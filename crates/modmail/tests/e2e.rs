// SPDX-FileCopyrightText: 2026 Modmail Contributors
// SPDX-License-Identifier: MIT OR Apache-2.0

//! End-to-end tests for the relay over a real SQLite store.
//!
//! Each test uses its own temp database, a mock platform and a mock paste
//! service. Tests are independent and order-insensitive.

use std::sync::Arc;

use modmail_config::model::{RelayConfig, StorageConfig, TranscriptConfig};
use modmail_core::types::{Author, InboundMessage, MessageOrigin};
use modmail_core::{ChannelId, ConversationStore, MessageId, UserId};
use modmail_relay::{CloseOutcome, MailRouter, RelaySettings, WriteQueue};
use modmail_storage::SqliteStorage;
use modmail_test_utils::{MockPaste, MockPlatform};
use modmail_transcript::TranscriptRenderer;
use tokio::task::JoinHandle;
use tokio_util::sync::CancellationToken;

struct Harness {
    platform: Arc<MockPlatform>,
    paste: Arc<MockPaste>,
    storage: Arc<SqliteStorage>,
    router: MailRouter,
    cancel: CancellationToken,
    writer: JoinHandle<()>,
}

impl Harness {
    async fn open(dir: &std::path::Path, platform: Arc<MockPlatform>) -> Self {
        let storage = Arc::new(
            SqliteStorage::new(StorageConfig {
                database_path: Some(dir.join("modmail.db").display().to_string()),
                wal_mode: true,
            })
            .unwrap(),
        );
        storage.initialize().await.unwrap();

        let paste = Arc::new(MockPaste::new());
        let cancel = CancellationToken::new();
        let (writer, handle) =
            WriteQueue::spawn(storage.clone(), &RelayConfig::default(), cancel.clone());
        let renderer = TranscriptRenderer::new(&TranscriptConfig {
            work_dir: Some(dir.display().to_string()),
            ..TranscriptConfig::default()
        });
        let settings = RelaySettings {
            category: ChannelId::from("category"),
            staff_role: None,
            archive_channel: Some(ChannelId::from("archive")),
            prefix: "!".into(),
            syntax_label: "AsciiDoc".into(),
            embed_color: None,
            history_limit: 50,
        };
        let router = MailRouter::new(
            platform.clone(),
            storage.clone(),
            paste.clone(),
            writer,
            renderer,
            settings,
        );

        Self {
            platform,
            paste,
            storage,
            router,
            cancel,
            writer: handle,
        }
    }

    /// Drains the write queue and closes the database.
    async fn shutdown(self) {
        self.cancel.cancel();
        self.writer.await.unwrap();
        self.storage.close().await.unwrap();
    }
}

fn dm(content: &str) -> InboundMessage {
    InboundMessage {
        id: MessageId(format!("dm-{content}")),
        author: Author {
            id: UserId::from("77"),
            tag: "carol#1234".into(),
            avatar_url: None,
        },
        channel: ChannelId::from("dm-77"),
        origin: MessageOrigin::Direct,
        content: content.into(),
        attachments: vec![],
    }
}

fn staff(channel: &ChannelId, content: &str) -> InboundMessage {
    InboundMessage {
        id: MessageId(format!("staff-{content}")),
        author: Author {
            id: UserId::from("5"),
            tag: "mod#0005".into(),
            avatar_url: None,
        },
        channel: channel.clone(),
        origin: MessageOrigin::Guild {
            parent: Some(ChannelId::from("category")),
        },
        content: content.into(),
        attachments: vec![],
    }
}

#[tokio::test]
async fn conversation_survives_restart() {
    let dir = tempfile::tempdir().unwrap();
    let platform = Arc::new(MockPlatform::new());

    let harness = Harness::open(dir.path(), platform.clone()).await;
    harness.router.handle(dm("hello")).await.unwrap();
    let channel = harness
        .router
        .index()
        .by_user(&UserId::from("77"))
        .unwrap()
        .channel;
    harness.router.handle(staff(&channel, "hi carol")).await.unwrap();
    harness.shutdown().await;

    let harness = Harness::open(dir.path(), platform.clone()).await;
    harness.router.ready().await.unwrap();
    assert_eq!(harness.router.index().len(), 1);

    harness.router.handle(dm("still there?")).await.unwrap();
    assert_eq!(platform.created_channels().await.len(), 1);
    harness.cancel.cancel();
    harness.writer.await.unwrap();

    let stored = harness
        .storage
        .find_by_user(&UserId::from("77"))
        .await
        .unwrap()
        .unwrap();
    assert_eq!(
        stored.messages,
        vec![
            "carol#1234 :: hello",
            "mod#0005 :: hi carol",
            "carol#1234 :: still there?"
        ]
    );
}

#[tokio::test]
async fn close_archives_history_from_sqlite() {
    let dir = tempfile::tempdir().unwrap();
    let platform = Arc::new(MockPlatform::new());
    let harness = Harness::open(dir.path(), platform.clone()).await;

    harness.router.handle(dm("my order is late")).await.unwrap();
    let channel = harness
        .router
        .index()
        .by_user(&UserId::from("77"))
        .unwrap()
        .channel;
    // Close straight away: only the awaited first line is guaranteed stored.
    let outcome = harness
        .router
        .closer()
        .close(&channel, Some("shipped"))
        .await
        .unwrap();

    assert_eq!(
        outcome,
        CloseOutcome::Closed {
            message_count: 1,
            transcript_url: "https://paste.test/1".into()
        }
    );
    assert_eq!(
        harness.paste.uploads().await[0].content,
        "carol#1234 :: my order is late"
    );
    assert!(harness
        .storage
        .find_by_user(&UserId::from("77"))
        .await
        .unwrap()
        .is_none());
    assert_eq!(platform.notices().await.len(), 1);
    harness.shutdown().await;
}

#[tokio::test]
async fn orphaned_conversation_is_dropped_on_ready() {
    let dir = tempfile::tempdir().unwrap();
    let platform = Arc::new(MockPlatform::new());

    let harness = Harness::open(dir.path(), platform.clone()).await;
    harness.router.handle(dm("hello")).await.unwrap();
    let channel = harness
        .router
        .index()
        .by_user(&UserId::from("77"))
        .unwrap()
        .channel;
    harness.shutdown().await;

    platform.remove_channel(&channel).await;

    let harness = Harness::open(dir.path(), platform).await;
    harness.router.ready().await.unwrap();
    assert!(harness.router.index().is_empty());
    assert!(harness.storage.list_conversations().await.unwrap().is_empty());
    harness.shutdown().await;
}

* [WHAT IS EXPECTED]: Go through the data and show each line that holds "ChannelId".

* [SOLUTION TO THIS EXERCISE]:
use modmail_core::{ChannelId, ConversationStore, MessageId, UserId};
            category: ChannelId::from("category"),
            archive_channel: Some(ChannelId::from("archive")),
        channel: ChannelId::from("dm-77"),
fn staff(channel: &ChannelId, content: &str) -> InboundMessage {
            parent: Some(ChannelId::from("category")),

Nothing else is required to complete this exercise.